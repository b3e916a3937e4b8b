//! The transmitter contract.
//!
//! A transmitter owns the hardware side of one bus: it expands the RGB
//! byte stream into line symbols in its own DMA-safe buffer and clocks
//! them out. The core only calls [`Transmitter::start`] and expects the
//! completion handle to be signalled exactly once when the frame has left
//! the wire. Completion may come from an interrupt-equivalent context;
//! [`TxDone::finish_isr`] takes no locks.

use std::sync::{Arc, Mutex, Weak};

use crate::{LedBus, clock};

pub trait Transmitter: Send + Sync {
    /// Begin transmitting `frame` (packed RGB bytes). `reverse` asks for
    /// the pixels in reverse wire order. `done` must be signalled when
    /// the frame (and nothing else) has been sent.
    fn start(&self, frame: &[u8], reverse: bool, done: TxDone);
}

/// Completion handle for one frame.
pub struct TxDone {
    pub(crate) bus: Weak<LedBus>,
}

impl TxDone {
    /// Signal completion from thread context.
    pub fn finish(self) {
        if let Some(bus) = self.bus.upgrade() {
            bus.finish();
        }
    }

    /// Signal completion from an interrupt-equivalent context. Touches
    /// only atomics.
    pub fn finish_isr(self) {
        if let Some(bus) = self.bus.upgrade() {
            bus.finish_isr();
        }
    }
}

/// Transmitter with no backing hardware: frames are counted and
/// completed immediately. Stands in where a UART/SPI back-end would be
/// registered on the target.
#[derive(Default)]
pub struct NullTransmitter {
    frames: std::sync::atomic::AtomicU64,
}

impl NullTransmitter {
    pub fn new() -> Self {
        Self::default()
    }

    pub fn frames_sent(&self) -> u64 {
        self.frames.load(std::sync::atomic::Ordering::Relaxed)
    }
}

impl Transmitter for NullTransmitter {
    fn start(&self, _frame: &[u8], _reverse: bool, done: TxDone) {
        self.frames.fetch_add(1, std::sync::atomic::Ordering::Relaxed);
        done.finish_isr();
    }
}

/// A frame captured by the loopback transmitter.
#[derive(Debug, Clone, PartialEq, Eq)]
pub struct CapturedFrame {
    pub start_us: u64,
    pub data: Vec<u8>,
    pub reverse: bool,
}

/// Transmitter that records every frame and completes immediately.
///
/// The bus still enforces the inter-frame reset gap via its deadline, so
/// pacing behaviour is observable even with a zero-latency wire.
#[derive(Default)]
pub struct LoopbackTransmitter {
    frames: Mutex<Vec<CapturedFrame>>,
}

impl LoopbackTransmitter {
    pub fn new() -> Arc<Self> {
        Arc::new(Self::default())
    }

    pub fn frames(&self) -> Vec<CapturedFrame> {
        self.frames.lock().expect("loopback mutex poisoned").clone()
    }

    pub fn frame_count(&self) -> usize {
        self.frames.lock().expect("loopback mutex poisoned").len()
    }

    pub fn last_frame(&self) -> Option<CapturedFrame> {
        self.frames.lock().expect("loopback mutex poisoned").last().cloned()
    }
}

impl Transmitter for Arc<LoopbackTransmitter> {
    fn start(&self, frame: &[u8], reverse: bool, done: TxDone) {
        self.frames.lock().expect("loopback mutex poisoned").push(CapturedFrame {
            start_us: clock::now_us(),
            data: frame.to_vec(),
            reverse,
        });
        done.finish_isr();
    }
}
//! Pixel byte orders understood by the LED chips on a bus.

/// Channel order on the wire. The engine always works in RGB; the
/// transmitter reorders each pixel as it expands it into line symbols.
#[derive(Debug, Clone, Copy, PartialEq, Eq, Default)]
pub enum LedBusFormat {
    Rgb,
    Rbg,
    #[default]
    Grb,
    Gbr,
    Brg,
    Bgr,
}

impl LedBusFormat {
    pub const ALL: [LedBusFormat; 6] = [
        LedBusFormat::Rgb,
        LedBusFormat::Rbg,
        LedBusFormat::Grb,
        LedBusFormat::Gbr,
        LedBusFormat::Brg,
        LedBusFormat::Bgr,
    ];

    /// Canonical upper-case name, as used in bus config files.
    pub fn name(self) -> &'static str {
        match self {
            LedBusFormat::Rgb => "RGB",
            LedBusFormat::Rbg => "RBG",
            LedBusFormat::Grb => "GRB",
            LedBusFormat::Gbr => "GBR",
            LedBusFormat::Brg => "BRG",
            LedBusFormat::Bgr => "BGR",
        }
    }

    pub fn from_name(name: &str) -> Option<Self> {
        Self::ALL.into_iter().find(|f| f.name() == name)
    }

    /// Reorder one RGB pixel into this format's wire order.
    pub fn reorder(self, rgb: [u8; 3]) -> [u8; 3] {
        let [r, g, b] = rgb;
        match self {
            LedBusFormat::Rgb => [r, g, b],
            LedBusFormat::Rbg => [r, b, g],
            LedBusFormat::Grb => [g, r, b],
            LedBusFormat::Gbr => [g, b, r],
            LedBusFormat::Brg => [b, r, g],
            LedBusFormat::Bgr => [b, g, r],
        }
    }
}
::::::::::
Your task is to retype all the records above with nothing left out.

repository b3e916a3937e4b8b
//! The transmitter contract.
//!
//! A transmitter owns the hardware side of one bus: it expands the RGB
//! byte stream into line symbols in its own DMA-safe buffer and clocks
//! them out. The core only calls [`Transmitter::start`] and expects the
//! completion handle to be signalled exactly once when the frame has left
//! the wire. Completion may come from an interrupt-equivalent context;
//! [`TxDone::finish_isr`] takes no locks.

use std::sync::{Arc, Mutex, Weak};

use crate::{LedBus, clock};

pub trait Transmitter: Send + Sync {
    /// Begin transmitting `frame` (packed RGB bytes). `reverse` asks for
    /// the pixels in reverse wire order. `done` must be signalled when
    /// the frame (and nothing else) has been sent.
    fn start(&self, frame: &[u8], reverse: bool, done: TxDone);
}

/// Completion handle for one frame.
pub struct TxDone {
    pub(crate) bus: Weak<LedBus>,
}

impl TxDone {
    /// Signal completion from thread context.
    pub fn finish(self) {
        if let Some(bus) = self.bus.upgrade() {
            bus.finish();
        }
    }

    /// Signal completion from an interrupt-equivalent context. Touches
    /// only atomics.
    pub fn finish_isr(self) {
        if let Some(bus) = self.bus.upgrade() {
            bus.finish_isr();
        }
    }
}

/// Transmitter with no backing hardware: frames are counted and
/// completed immediately. Stands in where a UART/SPI back-end would be
/// registered on the target.
#[derive(Default)]
pub struct NullTransmitter {
    frames: std::sync::atomic::AtomicU64,
}

impl NullTransmitter {
    pub fn new() -> Self {
        Self::default()
    }

    pub fn frames_sent(&self) -> u64 {
        self.frames.load(std::sync::atomic::Ordering::Relaxed)
    }
}

impl Transmitter for NullTransmitter {
    fn start(&self, _frame: &[u8], _reverse: bool, done: TxDone) {
        self.frames.fetch_add(1, std::sync::atomic::Ordering::Relaxed);
        done.finish_isr();
    }
}

/// A frame captured by the loopback transmitter.
#[derive(Debug, Clone, PartialEq, Eq)]
pub struct CapturedFrame {
    pub start_us: u64,
    pub data: Vec<u8>,
    pub reverse: bool,
}

/// Transmitter that records every frame and completes immediately.
///
/// The bus still enforces the inter-frame reset gap via its deadline, so
/// pacing behaviour is observable even with a zero-latency wire.
#[derive(Default)]
pub struct LoopbackTransmitter {
    frames: Mutex<Vec<CapturedFrame>>,
}

impl LoopbackTransmitter {
    pub fn new() -> Arc<Self> {
        Arc::new(Self::default())
    }

    pub fn frames(&self) -> Vec<CapturedFrame> {
        self.frames.lock().expect("loopback mutex poisoned").clone()
    }

    pub fn frame_count(&self) -> usize {
        self.frames.lock().expect("loopback mutex poisoned").len()
    }

    pub fn last_frame(&self) -> Option<CapturedFrame> {
        self.frames.lock().expect("loopback mutex poisoned").last().cloned()
    }
}

impl Transmitter for Arc<LoopbackTransmitter> {
    fn start(&self, frame: &[u8], reverse: bool, done: TxDone) {
        self.frames.lock().expect("loopback mutex poisoned").push(CapturedFrame {
            start_us: clock::now_us(),
            data: frame.to_vec(),
            reverse,
        });
        done.finish_isr();
    }
}
//! Pixel byte orders understood by the LED chips on a bus.

/// Channel order on the wire. The engine always works in RGB; the
/// transmitter reorders each pixel as it expands it into line symbols.
#[derive(Debug, Clone, Copy, PartialEq, Eq, Default)]
pub enum LedBusFormat {
    Rgb,
    Rbg,
    #[default]
    Grb,
    Gbr,
    Brg,
    Bgr,
}

impl LedBusFormat {
    pub const ALL: [LedBusFormat; 6] = [
        LedBusFormat::Rgb,
        LedBusFormat::Rbg,
        LedBusFormat::Grb,
        LedBusFormat::Gbr,
        LedBusFormat::Brg,
        LedBusFormat::Bgr,
    ];

    /// Canonical upper-case name, as used in bus config files.
    pub fn name(self) -> &'static str {
        match self {
            LedBusFormat::Rgb => "RGB",
            LedBusFormat::Rbg => "RBG",
            LedBusFormat::Grb => "GRB",
            LedBusFormat::Gbr => "GBR",
            LedBusFormat::Brg => "BRG",
            LedBusFormat::Bgr => "BGR",
        }
    }

    pub fn from_name(name: &str) -> Option<Self> {
        Self::ALL.into_iter().find(|f| f.name() == name)
    }

    /// Reorder one RGB pixel into this format's wire order.
    pub fn reorder(self, rgb: [u8; 3]) -> [u8; 3] {
        let [r, g, b] = rgb;
        match self {
            LedBusFormat::Rgb => [r, g, b],
            LedBusFormat::Rbg => [r, b, g],
            LedBusFormat::Grb => [g, r, b],
            LedBusFormat::Gbr => [g, b, r],
            LedBusFormat::Brg => [b, r, g],
            LedBusFormat::Bgr => [b, g, r],
        }
    }
}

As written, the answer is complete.